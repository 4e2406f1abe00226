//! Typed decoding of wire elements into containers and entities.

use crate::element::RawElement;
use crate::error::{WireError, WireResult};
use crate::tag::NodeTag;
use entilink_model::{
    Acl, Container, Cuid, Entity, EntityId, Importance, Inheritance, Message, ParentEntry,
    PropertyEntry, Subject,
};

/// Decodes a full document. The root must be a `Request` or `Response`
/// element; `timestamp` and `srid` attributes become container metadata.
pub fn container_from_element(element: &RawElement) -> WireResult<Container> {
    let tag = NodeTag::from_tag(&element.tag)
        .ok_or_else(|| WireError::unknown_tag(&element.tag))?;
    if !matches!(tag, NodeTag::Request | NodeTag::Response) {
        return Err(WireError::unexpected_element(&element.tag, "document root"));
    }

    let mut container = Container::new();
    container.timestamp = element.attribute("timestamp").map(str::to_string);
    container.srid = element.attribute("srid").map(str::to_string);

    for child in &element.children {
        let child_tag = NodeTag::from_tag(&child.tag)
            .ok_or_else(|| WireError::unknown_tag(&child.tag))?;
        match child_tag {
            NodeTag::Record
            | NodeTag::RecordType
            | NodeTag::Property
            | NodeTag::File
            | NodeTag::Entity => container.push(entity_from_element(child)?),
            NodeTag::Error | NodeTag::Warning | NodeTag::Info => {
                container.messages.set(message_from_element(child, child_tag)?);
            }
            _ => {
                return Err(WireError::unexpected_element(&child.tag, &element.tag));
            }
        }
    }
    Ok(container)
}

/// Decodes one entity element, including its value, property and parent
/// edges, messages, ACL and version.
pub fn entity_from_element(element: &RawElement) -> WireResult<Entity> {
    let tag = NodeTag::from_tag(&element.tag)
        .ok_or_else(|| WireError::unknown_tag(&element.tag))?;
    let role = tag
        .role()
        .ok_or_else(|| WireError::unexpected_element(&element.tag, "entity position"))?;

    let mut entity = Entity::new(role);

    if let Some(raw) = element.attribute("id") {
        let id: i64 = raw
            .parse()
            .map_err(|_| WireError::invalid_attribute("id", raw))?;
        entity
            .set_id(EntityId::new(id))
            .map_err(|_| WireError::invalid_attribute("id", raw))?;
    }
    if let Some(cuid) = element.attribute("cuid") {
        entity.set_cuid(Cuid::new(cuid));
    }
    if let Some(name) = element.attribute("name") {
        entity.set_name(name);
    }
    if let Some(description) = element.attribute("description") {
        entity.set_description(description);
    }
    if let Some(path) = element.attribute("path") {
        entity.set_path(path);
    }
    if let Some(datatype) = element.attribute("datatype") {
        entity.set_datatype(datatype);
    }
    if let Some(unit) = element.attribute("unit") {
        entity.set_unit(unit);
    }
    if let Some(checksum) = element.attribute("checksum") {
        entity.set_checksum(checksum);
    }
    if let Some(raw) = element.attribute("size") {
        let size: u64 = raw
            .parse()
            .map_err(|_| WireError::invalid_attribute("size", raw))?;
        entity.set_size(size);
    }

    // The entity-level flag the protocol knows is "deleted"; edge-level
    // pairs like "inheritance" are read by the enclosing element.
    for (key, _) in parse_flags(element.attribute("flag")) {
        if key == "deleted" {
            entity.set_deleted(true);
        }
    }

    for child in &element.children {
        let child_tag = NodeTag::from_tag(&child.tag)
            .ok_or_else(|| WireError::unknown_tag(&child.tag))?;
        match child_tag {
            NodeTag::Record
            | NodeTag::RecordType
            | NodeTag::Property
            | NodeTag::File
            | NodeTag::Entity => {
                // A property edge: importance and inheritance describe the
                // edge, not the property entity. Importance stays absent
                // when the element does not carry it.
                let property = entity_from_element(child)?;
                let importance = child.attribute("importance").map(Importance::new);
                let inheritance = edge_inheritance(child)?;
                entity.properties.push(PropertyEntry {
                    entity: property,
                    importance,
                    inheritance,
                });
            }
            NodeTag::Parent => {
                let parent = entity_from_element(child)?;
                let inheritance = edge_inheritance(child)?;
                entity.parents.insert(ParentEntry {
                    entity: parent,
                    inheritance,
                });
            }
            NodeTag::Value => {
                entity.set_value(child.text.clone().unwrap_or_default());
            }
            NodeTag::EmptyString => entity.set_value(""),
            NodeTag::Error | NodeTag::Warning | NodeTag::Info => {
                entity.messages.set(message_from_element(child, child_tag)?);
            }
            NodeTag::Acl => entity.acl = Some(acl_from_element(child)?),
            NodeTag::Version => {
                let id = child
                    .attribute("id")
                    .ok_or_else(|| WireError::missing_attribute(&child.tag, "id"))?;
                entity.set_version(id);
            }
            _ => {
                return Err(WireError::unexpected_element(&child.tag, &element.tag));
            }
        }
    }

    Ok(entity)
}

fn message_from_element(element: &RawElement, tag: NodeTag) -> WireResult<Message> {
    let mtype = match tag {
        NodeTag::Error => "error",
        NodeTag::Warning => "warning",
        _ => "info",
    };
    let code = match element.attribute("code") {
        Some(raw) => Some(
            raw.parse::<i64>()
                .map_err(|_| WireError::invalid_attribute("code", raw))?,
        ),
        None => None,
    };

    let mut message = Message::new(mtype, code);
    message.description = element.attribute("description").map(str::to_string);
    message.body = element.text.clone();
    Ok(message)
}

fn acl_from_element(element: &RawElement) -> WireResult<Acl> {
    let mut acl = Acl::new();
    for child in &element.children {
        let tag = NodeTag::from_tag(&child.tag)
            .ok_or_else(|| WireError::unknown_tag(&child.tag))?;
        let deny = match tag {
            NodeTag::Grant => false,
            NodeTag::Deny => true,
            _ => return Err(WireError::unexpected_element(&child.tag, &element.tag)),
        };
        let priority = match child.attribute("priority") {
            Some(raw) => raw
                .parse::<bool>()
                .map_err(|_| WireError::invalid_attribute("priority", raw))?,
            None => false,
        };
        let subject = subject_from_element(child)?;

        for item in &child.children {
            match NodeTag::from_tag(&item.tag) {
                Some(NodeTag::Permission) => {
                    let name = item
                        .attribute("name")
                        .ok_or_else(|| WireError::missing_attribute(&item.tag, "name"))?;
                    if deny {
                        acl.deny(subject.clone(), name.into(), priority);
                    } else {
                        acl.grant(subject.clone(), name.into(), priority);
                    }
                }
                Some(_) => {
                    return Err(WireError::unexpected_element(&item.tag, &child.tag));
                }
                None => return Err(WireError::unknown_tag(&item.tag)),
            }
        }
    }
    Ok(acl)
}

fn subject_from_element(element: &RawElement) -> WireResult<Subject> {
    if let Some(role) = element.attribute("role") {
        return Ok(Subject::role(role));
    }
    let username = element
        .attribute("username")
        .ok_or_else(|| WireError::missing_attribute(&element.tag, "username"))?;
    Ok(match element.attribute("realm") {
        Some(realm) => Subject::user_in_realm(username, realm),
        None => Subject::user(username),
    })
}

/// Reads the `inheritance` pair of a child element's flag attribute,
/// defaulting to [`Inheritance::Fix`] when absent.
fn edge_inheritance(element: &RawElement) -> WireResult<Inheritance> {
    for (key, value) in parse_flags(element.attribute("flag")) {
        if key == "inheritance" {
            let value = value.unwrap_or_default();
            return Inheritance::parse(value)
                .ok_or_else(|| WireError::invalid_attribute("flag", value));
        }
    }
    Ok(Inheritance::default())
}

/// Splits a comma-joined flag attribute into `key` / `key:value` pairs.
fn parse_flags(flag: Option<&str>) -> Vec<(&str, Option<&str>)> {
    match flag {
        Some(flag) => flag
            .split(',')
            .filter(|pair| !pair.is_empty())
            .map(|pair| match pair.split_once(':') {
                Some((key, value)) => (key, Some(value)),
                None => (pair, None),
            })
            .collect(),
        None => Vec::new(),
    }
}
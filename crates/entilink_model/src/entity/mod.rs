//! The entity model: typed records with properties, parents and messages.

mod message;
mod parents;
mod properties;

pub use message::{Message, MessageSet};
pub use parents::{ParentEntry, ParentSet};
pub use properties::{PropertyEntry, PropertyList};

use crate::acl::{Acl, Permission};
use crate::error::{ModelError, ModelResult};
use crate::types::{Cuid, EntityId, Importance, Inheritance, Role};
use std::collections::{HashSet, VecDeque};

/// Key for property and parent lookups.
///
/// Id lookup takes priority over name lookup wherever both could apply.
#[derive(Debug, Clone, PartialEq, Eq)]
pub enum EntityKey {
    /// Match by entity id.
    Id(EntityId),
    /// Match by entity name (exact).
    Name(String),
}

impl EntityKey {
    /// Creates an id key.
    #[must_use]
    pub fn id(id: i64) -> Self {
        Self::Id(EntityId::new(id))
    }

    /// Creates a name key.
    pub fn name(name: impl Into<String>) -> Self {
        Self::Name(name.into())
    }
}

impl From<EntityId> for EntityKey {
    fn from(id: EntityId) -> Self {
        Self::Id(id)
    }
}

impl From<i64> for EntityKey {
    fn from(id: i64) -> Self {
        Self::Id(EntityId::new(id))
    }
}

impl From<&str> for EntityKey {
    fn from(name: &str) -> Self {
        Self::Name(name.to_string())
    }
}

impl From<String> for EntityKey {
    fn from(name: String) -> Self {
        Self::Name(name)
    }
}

┄┄┄┄┄┄┄┄┄┄┄┄┄┄┄┄┄┄┄┄

_Exercise directions_
From the opening line of the data above, please print each line as written up to and including the line that contains "let mut entity = Entity::new(role);", and nothing more.

_Response box_
repository 4e2406f1abe00226
//! Typed decoding of wire elements into containers and entities.

use crate::element::RawElement;
use crate::error::{WireError, WireResult};
use crate::tag::NodeTag;
use entilink_model::{
    Acl, Container, Cuid, Entity, EntityId, Importance, Inheritance, Message, ParentEntry,
    PropertyEntry, Subject,
};

/// Decodes a full document. The root must be a `Request` or `Response`
/// element; `timestamp` and `srid` attributes become container metadata.
pub fn container_from_element(element: &RawElement) -> WireResult<Container> {
    let tag = NodeTag::from_tag(&element.tag)
        .ok_or_else(|| WireError::unknown_tag(&element.tag))?;
    if !matches!(tag, NodeTag::Request | NodeTag::Response) {
        return Err(WireError::unexpected_element(&element.tag, "document root"));
    }

    let mut container = Container::new();
    container.timestamp = element.attribute("timestamp").map(str::to_string);
    container.srid = element.attribute("srid").map(str::to_string);

    for child in &element.children {
        let child_tag = NodeTag::from_tag(&child.tag)
            .ok_or_else(|| WireError::unknown_tag(&child.tag))?;
        match child_tag {
            NodeTag::Record
            | NodeTag::RecordType
            | NodeTag::Property
            | NodeTag::File
            | NodeTag::Entity => container.push(entity_from_element(child)?),
            NodeTag::Error | NodeTag::Warning | NodeTag::Info => {
                container.messages.set(message_from_element(child, child_tag)?);
            }
            _ => {
                return Err(WireError::unexpected_element(&child.tag, &element.tag));
            }
        }
    }
    Ok(container)
}

/// Decodes one entity element, including its value, property and parent
/// edges, messages, ACL and version.
pub fn entity_from_element(element: &RawElement) -> WireResult<Entity> {
    let tag = NodeTag::from_tag(&element.tag)
        .ok_or_else(|| WireError::unknown_tag(&element.tag))?;
    let role = tag
        .role()
        .ok_or_else(|| WireError::unexpected_element(&element.tag, "entity position"))?;

    let mut entity = Entity::new(role);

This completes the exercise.